La democracia genera sus propios monstruos, como lo hace el mercado. El vocablo que los resume es concentración: de poder y recursos; de riqueza y capacidades. Para desembocar, cuando los ciudadanos se descuidan, en monopolios u oligopolios, autoritarismos y dictadura. Así puede ocurrir y ha ocurrido, no hay recetas mágicas que puedan impedirlo. Su domesticación siempre ha pasado por guerras y crisis de todo tipo; abusos de y desde el poder; asaltos en despoblado, como dicen que lo hacían los <<Robber barons>> en Estados Unidos de América, la tierra de los libres, apenas en el siglo XIX.
Estas consideraciones elementales me han venido a la mente provocados por la vergonzosa embestida del presidente Andrés Manuel López Obrador contra María Amparo Casar, respetada y respetable estudiosa de nuestra realidad política y querida amiga.

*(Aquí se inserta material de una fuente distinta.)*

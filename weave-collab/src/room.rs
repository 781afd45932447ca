//! Room sessions: the one interface canvas and editor code talk to.
//!
//! Whether collaboration is configured or not, callers get a
//! [`RoomHandle`] with the same methods. A live room syncs through the
//! relay; a [`NullRoom`] answers immediately and keeps everything local.

use std::fmt;
use std::sync::{Arc, Mutex, MutexGuard};

use tokio::sync::watch;
use uuid::Uuid;
use weave_core::{
    CanvasNode, NodeConnection, NodeId, NodePatch, Point, Presence, RichText, TextCursor, View,
};

use crate::events::{EventHandler, RoomEvent};
use crate::presence::{PeerPresence, PresenceRoom};

/// Opaque room partition key. Only the constructors know the
/// `canvas-<id>` / `doc-<id>` convention.
#[derive(Debug, Clone, PartialEq, Eq, Hash)]
pub struct RoomId(String);

impl RoomId {
    pub fn new(id: impl Into<String>) -> Self {
        Self(id.into())
    }

    pub fn canvas(id: impl fmt::Display) -> Self {
        Self(format!("canvas-{id}"))
    }

    pub fn document(id: impl fmt::Display) -> Self {
        Self(format!("doc-{id}"))
    }

    pub fn as_str(&self) -> &str {
        &self.0
    }
}

impl fmt::Display for RoomId {
    fn fmt(&self, f: &mut fmt::Formatter<'_>) -> fmt::Result {
        f.write_str(&self.0)
    }
}

impl From<&str> for RoomId {
    fn from(id: &str) -> Self {
        Self::new(id)
    }
}

#[derive(Debug, Clone, Copy, PartialEq, Eq)]
pub enum RoomStatus {
    /// First handshake in flight. Store reads are not meaningful yet.
    Connecting,
    Synced,
    /// Lost the connection after at least one sync; local edits continue.
    Reconnecting,
    Closed,
}

/// A change to the local user's presence.
#[derive(Debug, Clone, PartialEq)]
pub enum PresenceUpdate {
    /// Canvas-space pointer position, `None` once it leaves the canvas.
    Cursor(Option<Point>),
    Selection(Vec<NodeId>),
    View {
        view: View,
        document_node_id: Option<NodeId>,
    },
    TextCursor(Option<TextCursor>),
}

/// Everything downstream code can do with a room.
///
/// Mutations return whether they changed anything; none of them fail.
/// Events go to other peers only, never back to the sender.
pub trait Room: Send + Sync {
    fn room_id(&self) -> &str;

    /// This connection's id as peers see it.
    fn connection_id(&self) -> Uuid;

    fn status(&self) -> RoomStatus;

    fn subscribe_status(&self) -> watch::Receiver<RoomStatus>;

    /// At least one handshake has completed.
    fn is_synced(&self) -> bool;

    fn is_connecting(&self) -> bool {
        matches!(self.status(), RoomStatus::Connecting | RoomStatus::Reconnecting)
    }

    // ── Mutation gateway ─────────────────────────────────────────

    fn upsert_node(&self, node: &CanvasNode) -> bool;
    fn patch_node(&self, id: NodeId, patch: &NodePatch) -> bool;
    fn move_node(&self, id: NodeId, x: f64, y: f64) -> bool;
    fn remove_node(&self, id: NodeId) -> bool;
    fn append_connection(&self, connection: &NodeConnection) -> bool;
    fn remove_connection_by_id(&self, id: &str) -> bool;
    fn initialize_nodes(&self, nodes: &[CanvasNode]) -> bool;
    fn initialize_connections(&self, connections: &[NodeConnection]) -> bool;

    /// Seed the store from the persistence tier, once per room lifetime.
    fn hydrate(&self, nodes: &[CanvasNode], connections: &[NodeConnection]) -> bool;

    // ── Reads ────────────────────────────────────────────────────

    fn node(&self, id: NodeId) -> Option<CanvasNode>;
    fn nodes(&self) -> Vec<CanvasNode>;
    fn connections(&self) -> Vec<NodeConnection>;

    // ── Events ───────────────────────────────────────────────────

    fn broadcast(&self, event: RoomEvent);

    /// Register `handler` under `key`, replacing any earlier handler
    /// with the same key.
    fn on_event(&self, key: &str, handler: EventHandler);
    fn off_event(&self, key: &str);

    // ── Presence ─────────────────────────────────────────────────

    fn my_presence(&self) -> Presence;
    fn update_presence(&self, update: PresenceUpdate);

    /// Snapshot of local and remote presence for derived views.
    fn presence(&self) -> PresenceRoom;

    fn others(&self) -> Vec<PeerPresence> {
        self.presence().others()
    }

    fn connected_users(&self) -> usize;

    // ── Text bodies ──────────────────────────────────────────────

    /// Shared text body, `None` when the room does not sync text.
    fn text_body(&self, namespace: &str) -> Option<RichText>;

    /// Ship an update made directly on a text body.
    fn submit_update(&self, update: Vec<u8>);

    /// Leave the room. Stops presence and drops every listener.
    fn exit(&self);
}

pub type RoomHandle = Arc<dyn Room>;

impl dyn Room {
    /// Wait for the first handshake. Returns `false` if the room closed
    /// before it ever synced.
    pub async fn synced(&self) -> bool {
        if self.is_synced() {
            return true;
        }
        let mut status = self.subscribe_status();
        let synced = match status
            .wait_for(|s| matches!(s, RoomStatus::Synced | RoomStatus::Closed))
            .await
        {
            Ok(s) => *s == RoomStatus::Synced,
            Err(_) => self.is_synced(),
        };
        synced
    }
}

pub(crate) fn lock_presence(presence: &Mutex<PresenceRoom>) -> MutexGuard<'_, PresenceRoom> {
    presence.lock().unwrap_or_else(|e| e.into_inner())
}

/// Stand-in used when no sync backend is configured.
///
/// Synced from the start, alone in the room, and every shared-state
/// call is a no-op. The caller's own presence is still readable.
pub struct NullRoom {
    room_id: String,
    presence: Mutex<PresenceRoom>,
    status: watch::Sender<RoomStatus>,
}

impl NullRoom {
    pub fn new(room_id: impl Into<String>, initial: Presence) -> Self {
        let (status, _) = watch::channel(RoomStatus::Synced);
        Self {
            room_id: room_id.into(),
            presence: Mutex::new(PresenceRoom::new(Uuid::new_v4(), initial)),
            status,
        }
    }
}

impl Room for NullRoom {
    fn room_id(&self) -> &str {
        &self.room_id
    }

    fn connection_id(&self) -> Uuid {
        lock_presence(&self.presence).local_id()
    }

    fn status(&self) -> RoomStatus {
        *self.status.borrow()
    }

    fn subscribe_status(&self) -> watch::Receiver<RoomStatus> {
        self.status.subscribe()
    }

    fn is_synced(&self) -> bool {
        true
    }

    fn upsert_node(&self, _node: &CanvasNode) -> bool {
        false
    }

    fn patch_node(&self, _id: NodeId, _patch: &NodePatch) -> bool {
        false
    }

    fn move_node(&self, _id: NodeId, _x: f64, _y: f64) -> bool {
        false
    }

    fn remove_node(&self, _id: NodeId) -> bool {
        false
    }

    fn append_connection(&self, _connection: &NodeConnection) -> bool {
        false
    }

    fn remove_connection_by_id(&self, _id: &str) -> bool {
        false
    }

    fn initialize_nodes(&self, _nodes: &[CanvasNode]) -> bool {
        false
    }

    fn initialize_connections(&self, _connections: &[NodeConnection]) -> bool {
        false
    }

    fn hydrate(&self, _nodes: &[CanvasNode], _connections: &[NodeConnection]) -> bool {
        false
    }

    fn node(&self, _id: NodeId) -> Option<CanvasNode> {
        None
    }

    fn nodes(&self) -> Vec<CanvasNode> {
        Vec::new()
    }

    fn connections(&self) -> Vec<NodeConnection> {
        Vec::new()
    }

    fn broadcast(&self, _event: RoomEvent) {}

    fn on_event(&self, _key: &str, _handler: EventHandler) {}

    fn off_event(&self, _key: &str) {}

    fn my_presence(&self) -> Presence {
        lock_presence(&self.presence).local().clone()
    }

    fn update_presence(&self, update: PresenceUpdate) {
        let mut presence = lock_presence(&self.presence);
        // Messages are built and dropped; nobody is listening.
        match update {
            PresenceUpdate::Cursor(position) => {
                presence.update_local_cursor(position);
            }
            PresenceUpdate::Selection(ids) => {
                presence.update_local_selection(ids);
            }
            PresenceUpdate::View {
                view,
                document_node_id,
            } => {
                presence.update_local_view(view, document_node_id);
            }
            PresenceUpdate::TextCursor(cursor) => {
                presence.update_local_text_cursor(cursor);
            }
        }
    }

    fn presence(&self) -> PresenceRoom {
        lock_presence(&self.presence).clone()
    }

    fn connected_users(&self) -> usize {
        1
    }

    fn text_body(&self, _namespace: &str) -> Option<RichText> {
        None
    }

    fn submit_update(&self, _update: Vec<u8>) {}

    fn exit(&self) {
        self.status.send_replace(RoomStatus::Closed);
    }
}

#[cfg(test)]
mod tests {
    use super::*;
    use std::time::Duration;
    use weave_core::{NodeType, UserInfo};

    fn null_room() -> RoomHandle {
        let user = UserInfo::from_identity(Some("Solo"), Some("solo@x.io"), None);
        Arc::new(NullRoom::new("canvas-1", Presence::initial(user)))
    }

    #[test]
    fn test_room_id_convention() {
        assert_eq!(RoomId::canvas(42).as_str(), "canvas-42");
        assert_eq!(RoomId::document("abc").to_string(), "doc-abc");
        assert_eq!(RoomId::from("custom").as_str(), "custom");
    }

    #[tokio::test]
    async fn test_null_room_is_synced_immediately() {
        let room = null_room();
        assert!(room.is_synced());
        assert!(!room.is_connecting());
        assert_eq!(room.status(), RoomStatus::Synced);
        assert!(tokio::time::timeout(std::time::Duration::from_millis(50), room.synced())
            .await
            .unwrap());
        assert_eq!(room.connected_users(), 1);
    }

    #[test]
    fn test_null_room_calls_are_noops() {
        let room = null_room();
        let node = CanvasNode::new(7, NodeType::Metric);
        assert!(!room.upsert_node(&node));
        assert!(!room.patch_node(7, &NodePatch::position(1.0, 1.0)));
        assert!(!room.move_node(7, 1.0, 1.0));
        assert!(!room.remove_node(7));
        assert!(!room.append_connection(&NodeConnection::new("e", 1, 2)));
        assert!(!room.remove_connection_by_id("e"));
        assert!(!room.hydrate(&[node], &[]));
        room.broadcast(RoomEvent::NodeCreated { node_id: 7 });
        room.on_event("k", Arc::new(|_| {}));
        room.off_event("k");
        room.submit_update(vec![0, 0]);

        assert!(room.nodes().is_empty());
        assert!(room.connections().is_empty());
        assert!(room.node(7).is_none());
        assert!(room.text_body("default").is_none());
        assert!(room.others().is_empty());
    }

    #[test]
    fn test_null_room_keeps_own_presence() {
        let room = null_room();
        room.update_presence(PresenceUpdate::Cursor(Some(Point::new(3.0, 4.0))));
        room.update_presence(PresenceUpdate::Selection(vec![1, 2]));
        let me = room.my_presence();
        assert_eq!(me.cursor, Some(Point::new(3.0, 4.0)));
        assert_eq!(me.selected_node_ids, vec![1, 2]);
        assert_eq!(me.user.name, "Solo");

        room.update_presence(PresenceUpdate::Cursor(None));
        assert_eq!(room.my_presence().cursor, None);
    }

    #[tokio::test]
    async fn test_synced_resolves_on_first_handshake() {
        use crate::client::SyncEvent;
        use crate::live::LiveRoom;

        let (live, _rx) = LiveRoom::detached("canvas-1", Presence::initial(UserInfo::anonymous()), Duration::ZERO);
        let live = Arc::new(live);
        let room: RoomHandle = live.clone();
        let waiter = tokio::spawn({
            let room = room.clone();
            async move { room.synced().await }
        });
        tokio::task::yield_now().await;

        let diff = weave_core::SharedStore::new().encode_state();
        live.handle_inbound(SyncEvent::StateSynced(diff));
        let synced = tokio::time::timeout(Duration::from_secs(1), waiter).await.unwrap().unwrap();
        assert!(synced);
    }

    #[tokio::test]
    async fn test_synced_is_false_when_closed_first() {
        use crate::live::LiveRoom;

        let (live, _rx) = LiveRoom::detached("canvas-1", Presence::initial(UserInfo::anonymous()), Duration::ZERO);
        let room: RoomHandle = Arc::new(live);
        let waiter = tokio::spawn({
            let room = room.clone();
            async move { room.synced().await }
        });
        tokio::task::yield_now().await;

        room.exit();
        let synced = tokio::time::timeout(Duration::from_secs(1), waiter).await.unwrap().unwrap();
        assert!(!synced);
    }

    #[tokio::test]
    async fn test_exit_closes() {
        let room = null_room();
        let status = room.subscribe_status();
        room.exit();
        assert_eq!(room.status(), RoomStatus::Closed);
        assert!(status.has_changed().unwrap());
    }
}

No ha habido tregua en este lamentable embate presidencial contra una de sus críticas más reconocidas y conocidas. So capa de una <<corrupción>> que habría beneficiado a María Amparo Casar y sus hijos con su pensión y seguro, el Presidente agrede e infama, descalifica y convierte, lo que para muchos de nosotros fue una dolorosa tragedia, en el <<caso>> Carlos Márquez Padilla García, quien falleciera trágicamente hace 20 años.

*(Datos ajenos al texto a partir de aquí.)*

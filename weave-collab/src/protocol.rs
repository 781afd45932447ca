//! Binary protocol for room synchronization.
//!
//! Wire format (bincode-encoded, one message per WebSocket binary frame):
//! ```text
//! ┌──────────┬───────────┬──────────┬──────────┬──────────┐
//! │ msg_type │ peer_id   │ room_id  │ clock    │ payload  │
//! │ 1 byte   │ 16 bytes  │ string   │ varint   │ variable │
//! └──────────┴───────────┴──────────┴──────────┴──────────┘
//! ```
//!
//! Handshake:
//! ```text
//! client                         server
//!   │── PeerJoined ───────────────▶│
//!   │── SyncStep1(sv) ────────────▶│
//!   │── Awareness(Join) ──────────▶│
//!   │◀─────── Awareness(Join) × N ─│  cached presence of peers already here
//!   │◀──────────── SyncStep2(diff) │  client is synced after applying this
//!   │◀──────────── SyncStep1(sv)   │
//!   │── SyncStep2(diff) ──────────▶│  edits made while offline
//! ```

use serde::{Deserialize, Serialize};
use uuid::Uuid;

use crate::events::RoomEvent;
use crate::presence::AwarenessMessage;

/// Message types for the sync protocol.
#[derive(Debug, Clone, Copy, PartialEq, Eq, Serialize, Deserialize)]
#[repr(u8)]
pub enum MessageType {
    /// Yrs state vector, asks the other side for a diff
    SyncStep1 = 1,
    /// Yrs state diff response
    SyncStep2 = 2,
    /// Incremental CRDT update
    Delta = 3,
    /// Presence update
    Awareness = 4,
    /// Peer joined notification
    PeerJoined = 5,
    /// Peer left notification
    PeerLeft = 6,
    /// Heartbeat ping
    Ping = 7,
    /// Heartbeat pong
    Pong = 8,
    /// Ephemeral room event ("something changed, re-read it")
    Event = 9,
}

/// Connection identity announced on join.
#[derive(Debug, Clone, Serialize, Deserialize, PartialEq)]
pub struct PeerInfo {
    pub peer_id: Uuid,
    pub name: String,
    /// Display color, `#RRGGBB`
    pub color: String,
}

impl PeerInfo {
    pub fn new(name: impl Into<String>) -> Self {
        Self::with_id(Uuid::new_v4(), name)
    }

    /// Create with explicit peer_id (for testing)
    pub fn with_id(peer_id: Uuid, name: impl Into<String>) -> Self {
        let name = name.into();
        let color = weave_core::user_color(&name).to_string();
        Self {
            peer_id,
            name,
            color,
        }
    }
}

/// Top-level protocol message.
#[derive(Debug, Clone, Serialize, Deserialize)]
pub struct SyncMessage {
    pub msg_type: MessageType,
    pub peer_id: Uuid,
    /// Opaque room partition key, e.g. `canvas-42`
    pub room_id: String,
    /// Per-connection send counter
    pub clock: u64,
    /// Message payload (varies by msg_type)
    pub payload: Vec<u8>,
}

fn encode_payload<T: Serialize>(value: &T) -> Result<Vec<u8>, ProtocolError> {
    bincode::serde::encode_to_vec(value, bincode::config::standard())
        .map_err(|e| ProtocolError::SerializationError(e.to_string()))
}

fn decode_payload<T: for<'de> Deserialize<'de>>(bytes: &[u8]) -> Result<T, ProtocolError> {
    let (value, _) = bincode::serde::decode_from_slice(bytes, bincode::config::standard())
        .map_err(|e| ProtocolError::DeserializationError(e.to_string()))?;
    Ok(value)
}

impl SyncMessage {
    fn with_payload(
        msg_type: MessageType,
        peer_id: Uuid,
        room_id: &str,
        clock: u64,
        payload: Vec<u8>,
    ) -> Self {
        Self {
            msg_type,
            peer_id,
            room_id: room_id.to_string(),
            clock,
            payload,
        }
    }

    /// Create a delta update message.
    pub fn delta(peer_id: Uuid, room_id: &str, clock: u64, yrs_update: Vec<u8>) -> Self {
        Self::with_payload(MessageType::Delta, peer_id, room_id, clock, yrs_update)
    }

    /// Create a sync step 1 (state vector request).
    pub fn sync_step1(peer_id: Uuid, room_id: &str, state_vector: Vec<u8>) -> Self {
        Self::with_payload(MessageType::SyncStep1, peer_id, room_id, 0, state_vector)
    }

    /// Create a sync step 2 (state diff response).
    pub fn sync_step2(peer_id: Uuid, room_id: &str, state_diff: Vec<u8>) -> Self {
        Self::with_payload(MessageType::SyncStep2, peer_id, room_id, 0, state_diff)
    }

    /// Create a presence message.
    pub fn awareness(
        peer_id: Uuid,
        room_id: &str,
        clock: u64,
        message: &AwarenessMessage,
    ) -> Result<Self, ProtocolError> {
        let payload = encode_payload(message)?;
        Ok(Self::with_payload(MessageType::Awareness, peer_id, room_id, clock, payload))
    }

    /// Create a room event message.
    pub fn event(
        peer_id: Uuid,
        room_id: &str,
        clock: u64,
        event: &RoomEvent,
    ) -> Result<Self, ProtocolError> {
        let payload = encode_payload(event)?;
        Ok(Self::with_payload(MessageType::Event, peer_id, room_id, clock, payload))
    }

    /// Create a peer joined notification.
    pub fn peer_joined(peer_id: Uuid, room_id: &str, info: &PeerInfo) -> Result<Self, ProtocolError> {
        let payload = encode_payload(info)?;
        Ok(Self::with_payload(MessageType::PeerJoined, peer_id, room_id, 0, payload))
    }

    /// Create a peer left notification.
    pub fn peer_left(peer_id: Uuid, room_id: &str) -> Self {
        Self::with_payload(MessageType::PeerLeft, peer_id, room_id, 0, Vec::new())
    }

    /// Create a ping message.
    pub fn ping(peer_id: Uuid) -> Self {
        Self::with_payload(MessageType::Ping, peer_id, "", 0, Vec::new())
    }

    /// Create a pong message.
    pub fn pong(peer_id: Uuid) -> Self {
        Self::with_payload(MessageType::Pong, peer_id, "", 0, Vec::new())
    }

    /// Serialize to binary wire format.
    pub fn encode(&self) -> Result<Vec<u8>, ProtocolError> {
        encode_payload(self)
    }

    /// Deserialize from binary wire format.
    pub fn decode(bytes: &[u8]) -> Result<Self, ProtocolError> {
        decode_payload(bytes)
    }

    /// Parse presence payload.
    pub fn awareness_message(&self) -> Result<AwarenessMessage, ProtocolError> {
        if self.msg_type != MessageType::Awareness {
            return Err(ProtocolError::InvalidMessageType);
        }
        decode_payload(&self.payload)
    }

    /// Parse room event payload.
    pub fn room_event(&self) -> Result<RoomEvent, ProtocolError> {
        if self.msg_type != MessageType::Event {
            return Err(ProtocolError::InvalidMessageType);
        }
        decode_payload(&self.payload)
    }

    /// Parse peer info payload.
    pub fn peer_info(&self) -> Result<PeerInfo, ProtocolError> {
        if self.msg_type != MessageType::PeerJoined {
            return Err(ProtocolError::InvalidMessageType);
        }
        decode_payload(&self.payload)
    }
}

/// Protocol errors.
#[derive(Debug, Clone)]
pub enum ProtocolError {
    SerializationError(String),
    DeserializationError(String),
    InvalidMessageType,
    ConnectionClosed,
    Timeout,
}

impl std::fmt::Display for ProtocolError {
    fn fmt(&self, f: &mut std::fmt::Formatter<'_>) -> std::fmt::Result {
        match self {
            Self::SerializationError(e) => write!(f, "Serialization error: {e}"),
            Self::DeserializationError(e) => write!(f, "Deserialization error: {e}"),
            Self::InvalidMessageType => write!(f, "Invalid message type"),
            Self::ConnectionClosed => write!(f, "Connection closed"),
            Self::Timeout => write!(f, "Connection timeout"),
        }
    }
}

impl std::error::Error for ProtocolError {}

Acatar las leyes y respetar los ordenamientos no pueden depender de los humores del gobernante; la desproporción no debe ser práctica constante del ejercicio presidencial. No muy lejos estamos del señalamiento que, en 2013, hacía Arnaldo Córdova: “estamos presenciando la reproducción de un modo de dominación, el del presidencialismo autoritario…”. (<<El nuevo viejo PRI>>, La Jornada, 10/3/13).
La reflexión de Córdova nos advierte que los usos abusivos del poder, que muchos pensábamos ir dejando atrás lentamente, pero de manera consistente, son persistentes. Siguen con nosotros hábitos y reflejos de una cultura política predemocrática y que amenaza con tornarse pandemia.
Es necesario denunciar y rechazar la idea –por cierto, bastante peregrina– de que la nuestra es una política normal; no lo es cuando a cualquier hora y en cualquier lugar, tema o asunto, el Presidente se atribuye funciones de autoridad moral de la (buena) marcha de la nación y castiga o exonera, señala y condena a todo crítico, considerado enemigo.
En este deplorable, reprobable episodio de exceso presidencial, destaca, además, la ignorancia de algo esencial para la vida en común y, sobre todo, en democracia: me refiero al respeto, que todos nos debemos pero que un presidente debe tener, y entender, como un deber supremo y ejercicio cotidiano. Responsabilidad que el Presidente dejó de lado o, de plano arrumbó, por causas de aviesa utilidad política.
Por eso, entre otras muchas razones, es que me atrevo a decir a Andrés Manuel López Obrador, Presidente Constitucional de mi país, así no. Así vamos al fondo de la barranca, al abismo.